(Entries taken from a collection)

——

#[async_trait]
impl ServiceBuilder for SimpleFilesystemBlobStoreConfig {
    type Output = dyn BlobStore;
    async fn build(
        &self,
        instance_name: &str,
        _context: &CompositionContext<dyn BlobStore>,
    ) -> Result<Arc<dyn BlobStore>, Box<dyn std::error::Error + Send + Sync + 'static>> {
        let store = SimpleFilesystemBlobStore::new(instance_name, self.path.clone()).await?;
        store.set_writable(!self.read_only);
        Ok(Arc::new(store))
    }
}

——

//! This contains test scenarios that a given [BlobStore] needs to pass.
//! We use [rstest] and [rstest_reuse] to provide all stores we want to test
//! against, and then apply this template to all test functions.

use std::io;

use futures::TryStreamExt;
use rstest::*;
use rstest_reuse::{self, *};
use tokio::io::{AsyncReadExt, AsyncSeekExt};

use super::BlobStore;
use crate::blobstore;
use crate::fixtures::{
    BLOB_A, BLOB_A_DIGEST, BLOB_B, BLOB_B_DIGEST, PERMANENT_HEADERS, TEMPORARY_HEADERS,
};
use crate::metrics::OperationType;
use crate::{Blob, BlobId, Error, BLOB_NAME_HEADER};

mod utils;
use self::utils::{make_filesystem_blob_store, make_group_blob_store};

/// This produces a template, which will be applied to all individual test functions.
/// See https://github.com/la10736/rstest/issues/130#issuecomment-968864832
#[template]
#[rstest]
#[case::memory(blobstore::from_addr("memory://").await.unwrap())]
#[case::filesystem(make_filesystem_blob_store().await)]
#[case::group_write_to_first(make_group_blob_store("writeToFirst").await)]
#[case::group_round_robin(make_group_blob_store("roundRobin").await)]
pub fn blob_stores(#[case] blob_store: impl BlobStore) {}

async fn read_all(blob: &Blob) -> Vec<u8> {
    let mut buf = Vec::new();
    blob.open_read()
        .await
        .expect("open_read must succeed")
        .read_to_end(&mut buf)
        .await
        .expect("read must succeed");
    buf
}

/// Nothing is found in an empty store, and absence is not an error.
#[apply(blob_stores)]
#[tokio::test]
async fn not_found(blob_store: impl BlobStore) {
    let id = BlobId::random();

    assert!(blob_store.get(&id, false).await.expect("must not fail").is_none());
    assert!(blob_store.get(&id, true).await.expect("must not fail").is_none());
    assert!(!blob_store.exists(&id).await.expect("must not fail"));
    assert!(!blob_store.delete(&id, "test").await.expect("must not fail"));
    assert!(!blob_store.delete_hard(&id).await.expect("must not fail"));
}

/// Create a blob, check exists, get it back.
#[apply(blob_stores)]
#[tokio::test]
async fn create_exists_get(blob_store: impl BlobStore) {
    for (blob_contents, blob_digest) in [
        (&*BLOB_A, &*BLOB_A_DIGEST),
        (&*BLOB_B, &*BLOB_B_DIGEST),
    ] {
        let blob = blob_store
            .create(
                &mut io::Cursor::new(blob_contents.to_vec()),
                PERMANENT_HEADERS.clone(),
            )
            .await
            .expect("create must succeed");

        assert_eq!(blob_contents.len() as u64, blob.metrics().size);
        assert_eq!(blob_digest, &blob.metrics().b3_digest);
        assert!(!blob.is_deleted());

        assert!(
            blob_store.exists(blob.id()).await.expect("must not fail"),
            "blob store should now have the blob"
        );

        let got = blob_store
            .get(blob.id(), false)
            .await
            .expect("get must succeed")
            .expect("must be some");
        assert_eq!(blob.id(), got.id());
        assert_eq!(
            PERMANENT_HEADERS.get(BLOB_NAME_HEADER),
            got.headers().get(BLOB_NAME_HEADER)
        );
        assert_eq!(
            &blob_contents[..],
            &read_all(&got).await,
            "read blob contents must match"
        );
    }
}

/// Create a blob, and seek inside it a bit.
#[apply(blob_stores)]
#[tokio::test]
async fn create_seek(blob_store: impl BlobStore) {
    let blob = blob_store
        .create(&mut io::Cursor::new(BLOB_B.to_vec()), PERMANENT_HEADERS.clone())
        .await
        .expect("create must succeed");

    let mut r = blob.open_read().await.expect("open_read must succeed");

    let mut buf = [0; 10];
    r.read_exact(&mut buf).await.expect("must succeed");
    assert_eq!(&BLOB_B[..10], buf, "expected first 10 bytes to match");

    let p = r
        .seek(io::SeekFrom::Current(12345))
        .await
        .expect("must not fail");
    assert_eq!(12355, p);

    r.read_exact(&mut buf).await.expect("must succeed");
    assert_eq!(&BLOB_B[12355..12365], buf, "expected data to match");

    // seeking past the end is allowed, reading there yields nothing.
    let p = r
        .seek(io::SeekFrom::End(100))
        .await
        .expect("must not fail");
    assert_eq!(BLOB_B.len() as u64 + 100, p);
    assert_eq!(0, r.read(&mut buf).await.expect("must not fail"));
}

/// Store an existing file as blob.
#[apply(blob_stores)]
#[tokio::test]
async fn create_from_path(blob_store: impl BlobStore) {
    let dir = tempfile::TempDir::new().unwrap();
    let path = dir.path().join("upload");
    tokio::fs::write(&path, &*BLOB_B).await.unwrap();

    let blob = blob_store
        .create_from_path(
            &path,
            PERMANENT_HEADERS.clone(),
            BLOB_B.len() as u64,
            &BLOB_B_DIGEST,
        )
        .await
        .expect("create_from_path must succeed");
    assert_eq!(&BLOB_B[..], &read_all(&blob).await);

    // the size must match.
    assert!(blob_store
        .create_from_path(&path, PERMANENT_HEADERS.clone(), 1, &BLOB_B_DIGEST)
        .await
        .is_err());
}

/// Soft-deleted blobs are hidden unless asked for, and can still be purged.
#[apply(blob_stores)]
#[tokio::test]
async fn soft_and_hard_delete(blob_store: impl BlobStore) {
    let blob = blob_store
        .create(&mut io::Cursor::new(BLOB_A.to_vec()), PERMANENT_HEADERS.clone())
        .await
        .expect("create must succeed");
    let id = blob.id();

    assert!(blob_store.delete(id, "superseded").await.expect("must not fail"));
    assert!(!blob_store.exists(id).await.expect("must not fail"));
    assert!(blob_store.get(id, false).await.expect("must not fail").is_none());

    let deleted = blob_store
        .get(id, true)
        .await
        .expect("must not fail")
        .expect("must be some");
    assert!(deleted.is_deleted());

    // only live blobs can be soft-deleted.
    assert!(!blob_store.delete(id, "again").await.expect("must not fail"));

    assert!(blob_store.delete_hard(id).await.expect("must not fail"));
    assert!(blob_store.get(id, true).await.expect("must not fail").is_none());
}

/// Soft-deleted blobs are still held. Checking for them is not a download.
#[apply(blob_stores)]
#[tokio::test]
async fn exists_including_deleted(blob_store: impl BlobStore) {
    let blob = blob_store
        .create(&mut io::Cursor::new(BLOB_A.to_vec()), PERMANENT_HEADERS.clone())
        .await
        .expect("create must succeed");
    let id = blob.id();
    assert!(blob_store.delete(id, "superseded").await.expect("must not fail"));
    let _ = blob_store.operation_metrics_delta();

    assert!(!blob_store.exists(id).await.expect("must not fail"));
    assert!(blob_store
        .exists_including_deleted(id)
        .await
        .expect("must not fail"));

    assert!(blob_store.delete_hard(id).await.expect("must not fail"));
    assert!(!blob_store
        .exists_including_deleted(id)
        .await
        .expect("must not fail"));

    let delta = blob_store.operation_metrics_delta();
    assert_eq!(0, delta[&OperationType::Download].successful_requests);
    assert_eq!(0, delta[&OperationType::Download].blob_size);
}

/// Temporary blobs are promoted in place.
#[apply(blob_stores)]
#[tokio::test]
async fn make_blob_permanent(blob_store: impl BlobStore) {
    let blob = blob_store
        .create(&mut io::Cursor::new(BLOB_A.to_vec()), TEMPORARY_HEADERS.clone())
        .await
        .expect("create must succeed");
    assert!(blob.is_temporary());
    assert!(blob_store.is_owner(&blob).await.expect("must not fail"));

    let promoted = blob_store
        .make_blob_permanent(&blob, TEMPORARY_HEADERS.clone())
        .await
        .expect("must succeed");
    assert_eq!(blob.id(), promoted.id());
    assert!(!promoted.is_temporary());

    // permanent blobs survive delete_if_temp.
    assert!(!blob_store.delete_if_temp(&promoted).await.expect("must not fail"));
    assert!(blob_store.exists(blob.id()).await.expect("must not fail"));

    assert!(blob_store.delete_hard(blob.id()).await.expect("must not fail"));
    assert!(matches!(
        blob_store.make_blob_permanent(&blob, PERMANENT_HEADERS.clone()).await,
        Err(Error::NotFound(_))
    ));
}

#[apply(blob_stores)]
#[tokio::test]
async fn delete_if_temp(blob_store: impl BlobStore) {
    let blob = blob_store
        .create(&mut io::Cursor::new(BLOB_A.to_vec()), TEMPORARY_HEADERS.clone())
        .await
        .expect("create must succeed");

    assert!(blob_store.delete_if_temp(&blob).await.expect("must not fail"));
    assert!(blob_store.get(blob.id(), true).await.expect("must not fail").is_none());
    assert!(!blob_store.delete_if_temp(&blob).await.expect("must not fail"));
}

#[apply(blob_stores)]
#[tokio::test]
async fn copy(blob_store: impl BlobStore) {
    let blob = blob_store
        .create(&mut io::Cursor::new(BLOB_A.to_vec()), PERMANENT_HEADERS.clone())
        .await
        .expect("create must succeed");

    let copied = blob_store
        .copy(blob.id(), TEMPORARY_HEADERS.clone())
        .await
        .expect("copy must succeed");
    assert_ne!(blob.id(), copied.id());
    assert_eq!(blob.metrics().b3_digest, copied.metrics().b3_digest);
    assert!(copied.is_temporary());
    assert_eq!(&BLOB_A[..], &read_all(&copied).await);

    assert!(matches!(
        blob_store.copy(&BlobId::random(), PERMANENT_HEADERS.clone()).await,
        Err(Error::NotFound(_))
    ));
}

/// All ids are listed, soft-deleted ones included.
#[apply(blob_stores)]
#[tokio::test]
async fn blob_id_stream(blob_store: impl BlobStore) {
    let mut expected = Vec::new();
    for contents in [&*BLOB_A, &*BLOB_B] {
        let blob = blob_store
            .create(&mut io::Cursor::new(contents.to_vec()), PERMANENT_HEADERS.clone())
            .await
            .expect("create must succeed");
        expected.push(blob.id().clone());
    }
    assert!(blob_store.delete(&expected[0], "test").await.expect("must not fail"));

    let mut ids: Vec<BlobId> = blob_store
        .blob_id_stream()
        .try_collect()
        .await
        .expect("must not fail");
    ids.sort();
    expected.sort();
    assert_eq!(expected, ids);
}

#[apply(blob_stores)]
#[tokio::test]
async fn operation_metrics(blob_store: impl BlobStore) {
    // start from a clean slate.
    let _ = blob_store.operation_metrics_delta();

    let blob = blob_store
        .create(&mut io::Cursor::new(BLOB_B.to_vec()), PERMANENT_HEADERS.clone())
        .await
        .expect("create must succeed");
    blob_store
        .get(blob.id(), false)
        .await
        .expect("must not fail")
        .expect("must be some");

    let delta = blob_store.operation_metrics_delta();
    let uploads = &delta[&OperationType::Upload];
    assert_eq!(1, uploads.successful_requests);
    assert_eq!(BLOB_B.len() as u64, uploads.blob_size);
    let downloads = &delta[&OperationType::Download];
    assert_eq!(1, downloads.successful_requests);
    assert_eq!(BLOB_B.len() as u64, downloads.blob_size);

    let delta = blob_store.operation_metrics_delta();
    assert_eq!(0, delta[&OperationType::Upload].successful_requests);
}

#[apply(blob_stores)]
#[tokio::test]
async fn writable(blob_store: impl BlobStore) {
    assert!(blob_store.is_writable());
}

——

- What you have to do: For the word "false", go through the records and show each line that carries it.

- Answer space:
    assert!(blob_store.get(&id, false).await.expect("must not fail").is_none());
            .get(blob.id(), false)
    assert!(blob_store.get(id, false).await.expect("must not fail").is_none());
        .get(blob.id(), false)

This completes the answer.